Mounting lawsuits against Syngenta, Chevron over herbicide approved for consolidation
A U.S. judicial panel has ordered the pretrial consolidation of dozens of lawsuits against Syngenta and Chevron over allegations that paraquat weed killer, which has been used widely around the world for more than 50 years, causes Parkinson’s disease.
The U.S. Judicial Panel on Multidistrict Litigation said that “to date, 77 actions and potential tag-along actions are pending in sixteen different districts,” and they all involve “common factual issues concerning the propensity of paraquat to cause Parkinson’s Disease.” The cases will include “complex scientific and regulatory issues,” the panel said.
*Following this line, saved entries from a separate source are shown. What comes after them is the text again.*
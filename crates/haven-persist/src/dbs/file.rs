//! Directory-backed store: one JSON file per key.
//!
//! Writes go to a temporary file that is then renamed over the target, so a
//! crash never leaves a half-written value behind.

use async_trait::async_trait;
use std::io::ErrorKind;
use std::path::{Path, PathBuf};
use tokio::fs;

use crate::error::{PersistError, Result};
use crate::store::KeyValueStore;

const FILE_EXTENSION: &str = "json";

#[derive(Debug, Clone)]
pub struct FileStore {
    root: PathBuf,
}

impl FileStore {
    /// Open (and create if needed) a store rooted at `root`
    pub async fn open(root: impl Into<PathBuf>) -> Result<Self> {
        let root = root.into();
        fs::create_dir_all(&root).await?;
        tracing::debug!(root = %root.display(), "File store opened");
        Ok(Self { root })
    }

    pub fn root(&self) -> &Path {
        &self.root
    }

    fn path_for(&self, key: &str) -> Result<PathBuf> {
        if key.is_empty() {
            return Err(PersistError::InvalidKey("empty key".to_string()));
        }
        Ok(self
            .root
            .join(format!("{}.{}", encode_key(key), FILE_EXTENSION)))
    }
}

/// Map a key onto a portable file name.
///
/// ASCII alphanumerics, `-`, `_` and `.` pass through; every other byte is
/// written as `%XX`, which keeps distinct keys distinct.
fn encode_key(key: &str) -> String {
    let mut encoded = String::with_capacity(key.len());
    for byte in key.bytes() {
        match byte {
            b'a'..=b'z' | b'A'..=b'Z' | b'0'..=b'9' | b'-' | b'_' | b'.' => {
                encoded.push(byte as char)
            }
            other => encoded.push_str(&format!("%{:02X}", other)),
        }
    }
    encoded
}

#[async_trait]
impl KeyValueStore for FileStore {
    async fn get(&self, key: &str) -> Result<Option<String>> {
        let path = self.path_for(key)?;
        match fs::read_to_string(&path).await {
            Ok(raw) => Ok(Some(raw)),
            Err(e) if e.kind() == ErrorKind::NotFound => Ok(None),
            Err(e) => Err(e.into()),
        }
    }

    async fn set(&self, key: &str, value: String) -> Result<()> {
        let path = self.path_for(key)?;
        let tmp = path.with_extension(format!("{}.tmp", FILE_EXTENSION));
        fs::write(&tmp, value.as_bytes()).await?;
        fs::rename(&tmp, &path).await?;
        Ok(())
    }

    async fn remove(&self, key: &str) -> Result<()> {
        let path = self.path_for(key)?;
        match fs::remove_file(&path).await {
            Ok(()) => Ok(()),
            Err(e) if e.kind() == ErrorKind::NotFound => Ok(()),
            Err(e) => Err(e.into()),
        }
    }

    fn backend_name(&self) -> &'static str {
        "file"
    }
}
“Centralization will eliminate duplicative discovery; avoid inconsistent pretrial rulings; and conserve the resources of the parties, their counsel and the judiciary,” the panel stated in its order.
The panel determined the cases will be transferred to the federal court in the Southern District of Illinois and, and assigned to the U.S. Judge Nancy Rosenstengel for handling.
Lawyer Majed Nachawati, whose firm is among those representing hundreds of plaintiffs suing Syngenta and Chevron, applauded the decision, and said the litigation is “monumentally important.” It was Nachawati’s firm that requested the MDL.
Syngenta, a Swiss company owned by a larger Chinese chemical company, developed and markets the paraquat-based Gramoxone brand, while Chevron has been a distributor of Syngenta’s products in the United States.
The formation of the paraquat multidistrict litigation (MDL) underscores the legal threat Syngenta faces in the litigation. An MDL was also formed for the lawsuits filed against Monsanto over allegations that its Roundup weed killers cause non-Hodgkin lymphoma; ultimately tens of thousands of people sued the company for such claims and Monsanto’s owner, Bayer AG, is now facing settlement payouts of more than $10 billion.
Used Since the ’60s
Paraquat has been used in the United States since 1964 as a tool to kill broadleaf weeds and grasses. Farmers often use paraquat before planting crops or before those crops emerge. It has long been known to be extremely dangerous to anyone who ingests even a small amount, and regulators have issued warnings and placed restrictions on its use because of poisoning risks.
The body of science showing links between Parkinson’s disease and paraquat is less clear, having evolved over time. The EPA does not currently confirm any causal link to Parkinson’s disease. But many scientists say the research showing causation is robust.
Several scientific studies have linked paraquat to Parkinson’s, including a large study of U.S. farmers jointly overseen by multiple U.S. government agencies.
The Agricultural Health Study (AHS), which is backed by numerous U.S. agencies and researchers, has found that “exposure to agricultural pesticides may increase a person’s risk of developing Parkinson’s disease.” And in 2011, AHS researchers reported that participants who used paraquat or another pesticide were “twice as likely to develop Parkinson’s disease” as people who were not exposed to those chemicals.
Syngenta maintains that newer and more robust research, including by AHS scientists, has discounted a tie between paraquat and Parkinson’s.
In addition to the cases brought on behalf of people suffering from Parkinson’s, additionally, a class action lawsuit was filed in federal court in Iowa on May 3 by a law firm representing people who fear they may get the disease in the future.
The suit seeks “equitable relief in the form of medical monitoring, including, but not limited to, the costs of diagnostic testing” for farmers and others exposed to paraquat who are allegedly at “increased risk” for Parkinson’s, according to the legal filing.
What was supposed to be the first trial over allegations that Syngenta’s paraquat causes Parkinson’s has been delayed multiple times and the parties may be nearing a settlement, according to sources close to the case.
The trial in the case of Hoffman V. Syngenta is pending in St. Clair County Circuit Court in Illinois and has had multiple trial dates set and then cancelled, the most recent earlier this month.
The lawyer for the plaintiffs in that case had pronounced publicly that he had internal Syngenta documents that would expose the company’s alleged knowledge of connections between paraquat and Parkinson’s.
But Syngenta steadfastly has denied any such evidence exists.